8) Attend Conferences or events related to what you want to learn
Attending a conference is amazing because there you will see different type of people those who know a lot, those who think they a lot and those who are new in this journey just like you. While attending the conference go and talk to other people. Engage. Talking to other people is a great way to learn and to meet other people in the community. Making connections and networking is important because that way you will have people you can ask stuff to or just have connections which can be used later when job hunting. Attend workshops in the conferences and when the workshop ends if there's time to talk to the people that gave it go ahead and do it. Don't be afraid to do it because they were in your position once. Everyone has been there. You are not born good at something. You must practice and work hard to be good at something. Conferences have been great for me because every time I go to one, I learned a lot of new things and met new people. Some of those people can even turn out to be your friend. I have friends that I made in conferences and we help each other out whenever we can which is super beneficial.

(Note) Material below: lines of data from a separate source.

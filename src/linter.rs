//! ApiSchema linting - static analysis of ApiSchema files.
//!
//! Checks each file for:
//! - JSON syntax errors
//! - Resource schemas missing required fields
//! - `jsonSchemaForInsert` documents that do not compile
//! - Non-descriptor resources without identity paths

use std::path::{Path, PathBuf};

use serde::Serialize;
use serde_json::Value;

use crate::compiled_cache::CompiledSchema;
use crate::json_path::escape_pointer_token;
use crate::loader::load_json;
use crate::resource_schema::ResourceSchema;
use crate::types::{json_type_name, RequestMethod};

/// Severity level for diagnostics.
#[derive(Debug, Clone, Copy, PartialEq, Eq, Serialize)]
#[serde(rename_all = "lowercase")]
pub enum Severity {
    Error,
    Warning,
}

/// A single diagnostic message from linting.
#[derive(Debug, Clone, Serialize)]
pub struct Diagnostic {
    pub severity: Severity,
    pub code: String,
    pub file: PathBuf,
    /// JSON pointer to the issue (e.g., "/projectSchemas/ed-fi/resourceSchemas/schools")
    pub path: String,
    pub message: String,
}

/// Result of linting a single file.
#[derive(Debug, Clone, Serialize)]
pub struct FileResult {
    pub file: PathBuf,
    pub status: FileStatus,
    pub resources_checked: usize,
    #[serde(skip_serializing_if = "Vec::is_empty")]
    pub diagnostics: Vec<Diagnostic>,
}

/// Status of a linted file.
#[derive(Debug, Clone, Copy, PartialEq, Eq, Serialize)]
#[serde(rename_all = "lowercase")]
pub enum FileStatus {
    Ok,
    Error,
    Warning,
}

/// Result of linting a directory or set of files.
#[derive(Debug, Clone, Serialize)]
pub struct LintResult {
    pub path: PathBuf,
    pub files_checked: usize,
    pub passed: usize,
    pub failed: usize,
    pub errors: usize,
    pub warnings: usize,
    pub results: Vec<FileResult>,
}

impl LintResult {
    /// Returns true if all files passed (no errors).
    pub fn is_ok(&self) -> bool {
        self.errors == 0
    }
}

/// Lint a file or directory.
///
/// If path is a directory, recursively finds all .json files.
/// If `strict` is true, warnings count as failures.
pub fn lint(path: &Path, strict: bool) -> LintResult {
    let files = collect_schema_files(path);
    let mut results = Vec::new();
    let mut total_errors = 0;
    let mut total_warnings = 0;

    for file in &files {
        let file_result = lint_file(file, path);
        total_errors += count(&file_result.diagnostics, Severity::Error);
        total_warnings += count(&file_result.diagnostics, Severity::Warning);
        results.push(file_result);
    }

    let failed = results
        .iter()
        .filter(|r| {
            if strict {
                r.status != FileStatus::Ok
            } else {
                r.status == FileStatus::Error
            }
        })
        .count();

    LintResult {
        path: path.to_path_buf(),
        files_checked: files.len(),
        passed: files.len() - failed,
        failed,
        errors: total_errors,
        warnings: total_warnings,
        results,
    }
}

fn count(diagnostics: &[Diagnostic], severity: Severity) -> usize {
    diagnostics.iter().filter(|d| d.severity == severity).count()
}

struct Collector<'a> {
    file: &'a Path,
    diagnostics: Vec<Diagnostic>,
}

impl Collector<'_> {
    fn push(&mut self, severity: Severity, code: &str, path: String, message: String) {
        self.diagnostics.push(Diagnostic {
            severity,
            code: code.to_string(),
            file: self.file.to_path_buf(),
            path,
            message,
        });
    }
}

/// Lint a single ApiSchema file.
pub fn lint_file(file: &Path, base_path: &Path) -> FileResult {
    let mut collector = Collector {
        file,
        diagnostics: Vec::new(),
    };
    let mut resources_checked = 0;

    match load_json(file) {
        Ok(root) => resources_checked = check_api_schema(&root, &mut collector),
        Err(e) => collector.push(
            Severity::Error,
            "E001",
            "/".to_string(),
            format!("syntax error: {}", e),
        ),
    }

    let diagnostics = collector.diagnostics;
    let status = if count(&diagnostics, Severity::Error) > 0 {
        FileStatus::Error
    } else if count(&diagnostics, Severity::Warning) > 0 {
        FileStatus::Warning
    } else {
        FileStatus::Ok
    };

    FileResult {
        file: file.strip_prefix(base_path).unwrap_or(file).to_path_buf(),
        status,
        resources_checked,
        diagnostics,
    }
}

/// Check every resource schema under `projectSchemas`. Returns how many were seen.
fn check_api_schema(root: &Value, collector: &mut Collector<'_>) -> usize {
    let Some(projects) = root.get("projectSchemas") else {
        collector.push(
            Severity::Error,
            "E002",
            "/".to_string(),
            "missing field `projectSchemas`".to_string(),
        );
        return 0;
    };
    let Value::Object(projects) = projects else {
        collector.push(
            Severity::Error,
            "E002",
            "/projectSchemas".to_string(),
            format!("expected object, got {}", json_type_name(projects)),
        );
        return 0;
    };

    let mut checked = 0;
    for (endpoint, project) in projects {
        let project_path = format!("/projectSchemas/{}", escape_pointer_token(endpoint));
        let Some(Value::Object(resources)) = project.get("resourceSchemas") else {
            collector.push(
                Severity::Error,
                "E002",
                project_path,
                "missing or malformed `resourceSchemas`".to_string(),
            );
            continue;
        };

        for (resource_endpoint, node) in resources {
            let path = format!(
                "{}/resourceSchemas/{}",
                project_path,
                escape_pointer_token(resource_endpoint)
            );
            checked += 1;
            check_resource(&path, node, collector);
        }
    }
    checked
}

fn check_resource(path: &str, node: &Value, collector: &mut Collector<'_>) {
    let schema = match ResourceSchema::from_node(path, node) {
        Ok(schema) => schema,
        Err(e) => {
            collector.push(Severity::Error, "E002", path.to_string(), e.to_string());
            return;
        }
    };

    if let Err(e) = CompiledSchema::compile(
        &schema.resource_name,
        RequestMethod::Post,
        &schema.json_schema_for_insert,
    ) {
        collector.push(
            Severity::Error,
            "E003",
            format!("{}/jsonSchemaForInsert", path),
            e.to_string(),
        );
    }

    if !schema.is_descriptor
        && !schema.is_school_year_enumeration
        && schema.identity_json_paths.is_empty()
    {
        collector.push(
            Severity::Warning,
            "W001",
            format!("{}/identityJsonPaths", path),
            format!("resource {} declares no identity paths", schema.resource_name),
        );
    }
}

/// Collect all .json files in a path (file or directory).
fn collect_schema_files(path: &Path) -> Vec<PathBuf> {
    if path.is_file() {
        if path.extension().map(|e| e == "json").unwrap_or(false) {
            return vec![path.to_path_buf()];
        }
        return vec![];
    }

    let mut files = Vec::new();
    collect_files_recursive(path, &mut files);
    files.sort();
    files
}

fn collect_files_recursive(dir: &Path, files: &mut Vec<PathBuf>) {
    let Ok(entries) = std::fs::read_dir(dir) else {
        return;
    };

    for entry in entries.flatten() {
        let path = entry.path();
        if path.is_dir() {
            collect_files_recursive(&path, files);
        } else if path.extension().map(|e| e == "json").unwrap_or(false) {
            files.push(path);
        }
    }
}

Those are my tips on how to get started. Most of them you have heard before or sound cliché but trust me that if you do all of that you will succeed. I am by no means an expert at anything. I am just a college student entering the world of infosec and still learning along the way. I just wanted to share this because a lot of people have asked me about this, and I decided to make a blog post about it. My next blog post will be on communities and resources that will help you get started on this journey.
Disclaimer: English is not my first language, so I apologize if there any grammar mistakes.